Freddy went back to the Bean farm and returned after dark with three of his most trustworthy rabbits—Nos. 6, 27, and 34—whom he sent off at once to warn the Hackenmeyer animals to be prepared. It was nearly three hours before they came hopping back silently to announce that Mr. Hackenmeyer and his men had all gone to bed and that the animals were all ready. A little later Eustace, who had gone with them, came back.

“There's only one cage,” he said, “that we can't open. It isn't a cage, really; it's a wagon with two little windows that you can't see through and a door locked with a heavy padlock. None of the other animals seem to know much about it. They said that it's supposed to contain a very ferocious gorilla, but nobody's ever seen him and he's never exhibited. Only Mr. Hackenmeyer and the Indian, Pedro, ever go into it. Pedro takes a tray covered with a napkin in three times a day.”

“We'd better let it alone, then,” said Freginald. “It won't make any difference. Hackenmeyer can't give a circus with one gorilla.”

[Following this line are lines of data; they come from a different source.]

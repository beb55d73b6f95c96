//! In-memory graph operations — the core data structure and its traversals.

pub mod adjacency;
pub mod builder;
pub mod traversal;

pub use adjacency::AdjacencyGraph;
pub use builder::GraphBuilder;
pub use traversal::{depth_first, shortest_path, Path, Traversal};
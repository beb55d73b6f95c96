//! Fluent API for building AdjacencyGraph instances.

use crate::types::Vertex;

use super::AdjacencyGraph;

/// Fluent builder for constructing an [`AdjacencyGraph`].
///
/// Every call goes through the graph's own mutation operations, so the
/// built graph upholds the same invariants as one assembled by hand.
pub struct GraphBuilder<V: Vertex> {
    graph: AdjacencyGraph<V>,
}

impl<V: Vertex> GraphBuilder<V> {
    /// Create a new builder for an empty graph.
    pub fn new() -> Self {
        Self {
            graph: AdjacencyGraph::new(),
        }
    }

    /// Add an isolated vertex.
    pub fn vertex(&mut self, vertex: V) -> &mut Self {
        self.graph.add_vertex(vertex);
        self
    }

    /// Add an edge.
    pub fn edge(&mut self, from: V, to: V) -> &mut Self {
        self.graph.add_edge(from, to);
        self
    }

    /// Add several edges in order.
    pub fn edges<I>(&mut self, edges: I) -> &mut Self
    where
        I: IntoIterator<Item = (V, V)>,
    {
        self.graph.extend(edges);
        self
    }

    /// Add an edge between every pair of consecutive vertices.
    pub fn path<I>(&mut self, vertices: I) -> &mut Self
    where
        I: IntoIterator<Item = V>,
    {
        let mut vertices = vertices.into_iter();
        if let Some(mut previous) = vertices.next() {
            self.graph.add_vertex(previous.clone());
            for vertex in vertices {
                self.graph.add_edge(previous, vertex.clone());
                previous = vertex;
            }
        }
        self
    }

    /// Build the final graph, leaving the builder empty.
    pub fn build(&mut self) -> AdjacencyGraph<V> {
        std::mem::take(&mut self.graph)
    }
}

impl<V: Vertex> Default for GraphBuilder<V> {
    fn default() -> Self {
        Self::new()
    }
}
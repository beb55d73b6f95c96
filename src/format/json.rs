//! JSON snapshots of a graph.

use std::path::Path;

use serde::{Deserialize, Serialize};

use crate::graph::AdjacencyGraph;
use crate::types::{GraphResult, Vertex};

/// A serializable copy of a graph's vertices and edges.
///
/// `edges` lists each source's successors in insertion order, so rebuilding
/// the graph with [`into_graph`](Self::into_graph) preserves traversal order.
#[derive(Debug, Clone, PartialEq, Eq, Serialize, Deserialize)]
pub struct GraphSnapshot<V> {
    /// Every vertex of the graph.
    pub vertices: Vec<V>,
    /// Every edge as `(from, to)`.
    pub edges: Vec<(V, V)>,
}

impl<V: Vertex> GraphSnapshot<V> {
    /// Take a snapshot of `graph`.
    pub fn from_graph(graph: &AdjacencyGraph<V>) -> Self {
        Self {
            vertices: graph.iter_vertices().cloned().collect(),
            edges: graph
                .edges()
                .map(|(from, to)| (from.clone(), to.clone()))
                .collect(),
        }
    }

    /// Rebuild a graph from the snapshot.
    pub fn into_graph(self) -> AdjacencyGraph<V> {
        let mut graph = AdjacencyGraph::with_capacity(self.vertices.len());
        for vertex in self.vertices {
            graph.add_vertex(vertex);
        }
        graph.extend(self.edges);
        graph
    }
}

impl<V: Vertex + Serialize> GraphSnapshot<V> {
    /// Encode as JSON.
    pub fn to_json(&self, pretty: bool) -> GraphResult<String> {
        let json = if pretty {
            serde_json::to_string_pretty(self)?
        } else {
            serde_json::to_string(self)?
        };
        Ok(json)
    }

    /// Write as JSON to a file, replacing its contents.
    pub fn write_to_file(&self, path: &Path, pretty: bool) -> GraphResult<()> {
        std::fs::write(path, self.to_json(pretty)?)?;
        Ok(())
    }
}

impl<V: Vertex + for<'de> Deserialize<'de>> GraphSnapshot<V> {
    /// Decode from JSON.
    pub fn from_json(json: &str) -> GraphResult<Self> {
        Ok(serde_json::from_str(json)?)
    }

    /// Read JSON from a file.
    pub fn read_from_file(path: &Path) -> GraphResult<Self> {
        let json = std::fs::read_to_string(path)?;
        Self::from_json(&json)
    }
}
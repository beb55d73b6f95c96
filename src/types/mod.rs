//! Shared types for the adjgraph library.

pub mod error;
pub mod vertex;

pub use error::{GraphError, GraphResult};
pub use vertex::Vertex;
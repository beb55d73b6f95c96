//! Reads and writes the line-based edge-list text format.
//!
//! Each non-comment line is either `u v` or `u -> v`, declaring an edge,
//! or a single token `u`, declaring a vertex. Edges keep the order in
//! which their lines appear, so successor order survives a round trip.

use std::collections::HashSet;
use std::fmt::Display;
use std::io::{BufRead, BufReader, Write};
use std::path::Path;
use std::str::FromStr;

use crate::graph::AdjacencyGraph;
use crate::types::{GraphError, GraphResult, Vertex};

/// Separator allowed between the two vertices of an edge line.
const ARROW: &str = "->";

/// Comment prefix assumed for files written by [`EdgeListWriter`].
const DEFAULT_COMMENT_PREFIX: &str = "#";

/// Reader for edge-list files.
#[derive(Debug, Clone)]
pub struct EdgeListReader {
    /// Lines starting with this prefix are skipped (default: `#`).
    comment_prefix: String,
}

impl Default for EdgeListReader {
    fn default() -> Self {
        Self {
            comment_prefix: DEFAULT_COMMENT_PREFIX.to_string(),
        }
    }
}

impl EdgeListReader {
    /// Creates a new (default) reader.
    pub fn new() -> Self {
        Self::default()
    }

    /// Updates the comment prefix.
    pub fn comment_prefix<S: Into<String>>(mut self, prefix: S) -> Self {
        self.comment_prefix = prefix.into();
        self
    }

    /// Read an edge-list file into a graph.
    pub fn read_from_file<V>(&self, path: &Path) -> GraphResult<AdjacencyGraph<V>>
    where
        V: Vertex + FromStr,
        V::Err: Display,
    {
        let file = std::fs::File::open(path)?;
        self.read_from(BufReader::new(file))
    }

    /// Read from any buffered reader into a graph.
    pub fn read_from<V, R>(&self, reader: R) -> GraphResult<AdjacencyGraph<V>>
    where
        V: Vertex + FromStr,
        V::Err: Display,
        R: BufRead,
    {
        let mut graph = AdjacencyGraph::new();

        for (index, line) in reader.lines().enumerate() {
            let line = line?;
            let line_no = index + 1;
            let trimmed = line.trim();
            if trimmed.is_empty()
                || (!self.comment_prefix.is_empty() && trimmed.starts_with(&self.comment_prefix))
            {
                continue;
            }

            let tokens: Vec<&str> = trimmed.split_whitespace().collect();
            match tokens.as_slice() {
                [vertex] => graph.add_vertex(parse_vertex(vertex, line_no)?),
                [from, to] | [from, "->", to] => {
                    let from: V = parse_vertex(from, line_no)?;
                    let to: V = parse_vertex(to, line_no)?;
                    if graph.neighbors(&from).map_or(false, |n| n.contains(&to)) {
                        log::warn!("line {}: duplicate edge {:?} -> {:?} ignored", line_no, from, to);
                        continue;
                    }
                    graph.add_edge(from, to);
                }
                _ => {
                    return Err(GraphError::Parse {
                        line: line_no,
                        message: format!("expected `u v`, `u -> v` or `u`, got {:?}", trimmed),
                    })
                }
            }
        }

        log::debug!(
            "edge list: read {} vertices and {} edges",
            graph.vertices_count(),
            graph.edges_count()
        );
        Ok(graph)
    }
}

fn parse_vertex<V>(token: &str, line: usize) -> GraphResult<V>
where
    V: FromStr,
    V::Err: Display,
{
    if token == ARROW {
        return Err(GraphError::Parse {
            line,
            message: format!("`{}` must sit between two vertices", ARROW),
        });
    }
    token.parse().map_err(|e: V::Err| GraphError::Parse {
        line,
        message: format!("invalid vertex {:?}: {}", token, e),
    })
}

/// Writer for edge-list files.
#[derive(Debug, Clone, Copy, Default)]
pub struct EdgeListWriter;

impl EdgeListWriter {
    /// Write a graph to a file, replacing its contents.
    pub fn write_to_file<V>(graph: &AdjacencyGraph<V>, path: &Path) -> GraphResult<()>
    where
        V: Vertex + Display,
    {
        let file = std::fs::File::create(path)?;
        let mut writer = std::io::BufWriter::new(file);
        Self::write_to(graph, &mut writer)?;
        writer.flush()?;
        Ok(())
    }

    /// Write a graph to any writer.
    ///
    /// Vertices that no edge mentions are written first as single-token
    /// lines, then every edge as `u v`. Labels a default [`EdgeListReader`]
    /// could not read back (empty, containing whitespace, starting with `#`
    /// or equal to `->`) fail with [`GraphError::InvalidLabel`] before
    /// anything is written.
    pub fn write_to<V>(graph: &AdjacencyGraph<V>, writer: &mut impl Write) -> GraphResult<()>
    where
        V: Vertex + Display,
    {
        let mut mentioned: HashSet<&V> = HashSet::new();
        let mut edge_lines = Vec::with_capacity(graph.edges_count());
        for (from, to) in graph.edges() {
            mentioned.insert(from);
            mentioned.insert(to);
            edge_lines.push(format!("{} {}", checked_label(from)?, checked_label(to)?));
        }

        let mut vertex_lines = Vec::new();
        for vertex in graph.iter_vertices() {
            if !mentioned.contains(vertex) {
                vertex_lines.push(checked_label(vertex)?);
            }
        }

        for line in vertex_lines.iter().chain(&edge_lines) {
            writeln!(writer, "{}", line)?;
        }
        Ok(())
    }
}

/// Render `vertex` as a single token the reader maps back to the same vertex.
fn checked_label<V: Display>(vertex: &V) -> GraphResult<String> {
    let label = vertex.to_string();
    let reason = if label.is_empty() {
        "label is empty"
    } else if label.chars().any(char::is_whitespace) {
        "label contains whitespace"
    } else if label.starts_with(DEFAULT_COMMENT_PREFIX) {
        "label starts with the comment prefix"
    } else if label == ARROW {
        "label is the edge arrow"
    } else {
        return Ok(label);
    };
    Err(GraphError::InvalidLabel { label, reason })
}
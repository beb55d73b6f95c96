//! CLI entry point for the `adjg` command-line tool.

use std::path::PathBuf;
use std::process;

use clap::{Parser, Subcommand};

use adjgraph::cli::commands;
use adjgraph::GraphError;

#[derive(Parser)]
#[command(
    name = "adjg",
    about = "adjg — shortest paths and traversals over edge-list graphs"
)]
struct Cli {
    /// Output format: "text" (default) or "json"
    #[arg(long, default_value = "text")]
    format: String,

    /// Enable debug logging
    #[arg(long)]
    verbose: bool,

    #[command(subcommand)]
    command: Commands,
}

#[derive(Subcommand)]
enum Commands {
    /// Display vertex and edge counts of a graph
    Info {
        /// Path to the edge-list file
        file: PathBuf,
    },
    /// List the successors of a vertex
    Neighbors {
        /// Path to the edge-list file
        file: PathBuf,
        /// Vertex name
        vertex: String,
    },
    /// Check whether an edge exists
    HasEdge {
        /// Path to the edge-list file
        file: PathBuf,
        /// Source vertex
        from: String,
        /// Target vertex
        to: String,
    },
    /// Find a shortest path between two vertices (BFS)
    Path {
        /// Path to the edge-list file
        file: PathBuf,
        /// Source vertex
        from: String,
        /// Target vertex
        to: String,
    },
    /// List vertices reachable from a start vertex in depth-first order
    Dfs {
        /// Path to the edge-list file
        file: PathBuf,
        /// Start vertex
        start: String,
    },
    /// Export the graph in DOT format
    Dot {
        /// Path to the edge-list file
        file: PathBuf,
        /// Write to this file instead of stdout
        #[arg(long, short)]
        output: Option<PathBuf>,
    },
    /// Export the graph as JSON
    Export {
        /// Path to the edge-list file
        file: PathBuf,
        /// Pretty-print JSON
        #[arg(long)]
        pretty: bool,
    },
}

fn main() {
    let cli = Cli::parse();
    let json = cli.format == "json";

    let default_level = if cli.verbose { "debug" } else { "warn" };
    env_logger::Builder::from_env(env_logger::Env::default().default_filter_or(default_level))
        .init();

    let stdout = std::io::stdout();
    let mut out = stdout.lock();

    let result = match cli.command {
        Commands::Info { file } => commands::cmd_info(&file, json, &mut out),
        Commands::Neighbors { file, vertex } => {
            commands::cmd_neighbors(&file, &vertex, json, &mut out)
        }
        Commands::HasEdge { file, from, to } => {
            commands::cmd_has_edge(&file, &from, &to, json, &mut out)
        }
        Commands::Path { file, from, to } => commands::cmd_path(&file, &from, &to, json, &mut out),
        Commands::Dfs { file, start } => commands::cmd_dfs(&file, &start, json, &mut out),
        Commands::Dot { file, output } => commands::cmd_dot(&file, output.as_deref(), &mut out),
        Commands::Export { file, pretty } => commands::cmd_export(&file, pretty, &mut out),
    };

    if let Err(e) = result {
        eprintln!("Error: {}", e);
        let code = match &e {
            GraphError::Io(_) => 1,
            GraphError::Parse { .. } => 2,
            GraphError::VertexNotFound(_) => 4,
            _ => 5,
        };
        process::exit(code);
    }
}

“Well, what are we waiting for?” said Leo impatiently. “Let's go.”

“We'd better wait till Mr. Boomschmidt gets to sleep,” said Freginald. “If he found out what we're doing he'd probably stop us.”

So they sat waiting and talking in undertone until a faint regular sound began to be heard. It was a peaceful, comfortable sound, something between a tiger's purr and the mutter of surf on a lonely beach. It grew and swelled, louder and louder. It was Mr. Boomschmidt snoring.

“Well, he's going good now,” said Hannibal. “Let's go, boys.”

They went quietly out and down the river road past the Hackenmeyer tents, then turned in across a field and came up on the other circus from the back, where the elephants were picketed. The others waited and Hannibal went on ahead, moving as quietly as a cat. This was the hardest part of their task, for the elephants were fastened to big stakes by chains about their forefeet, and while with Hannibal's help they could pull up the stakes, one jingle from the chains and the whole camp would be awake.

It seemed like an hour to Freginald before they came, moving like great gray ghosts through the darkness, each elephant carrying a stake in his trunk and walking so carefully that only once was there a faint clink as the links of a chain held too loosely caught on a bush. They went past and down the road toward the mill site.

Freginald followed Leo. They passed Hannibal, who had opened the monkey cage and was instructing its occupants how to untie the horses, and then they were among the wagons. Eager faces looked out as they pulled out the pins and swung the doors carefully open. Freginald released two hyenas, a gnu, and a grizzly bear who said genially: “Hi, brother!” and gave him a slap on the back that nearly drove the wind out of him. Then he came to Rajah's cage.

Here he hesitated. He remembered that it was in this cage that Mr. Hackenmeyer had wanted to put him. And Lucky had said that this tiger was a pretty tough customer. But Rajah snarled impatiently, so he pulled out the pin.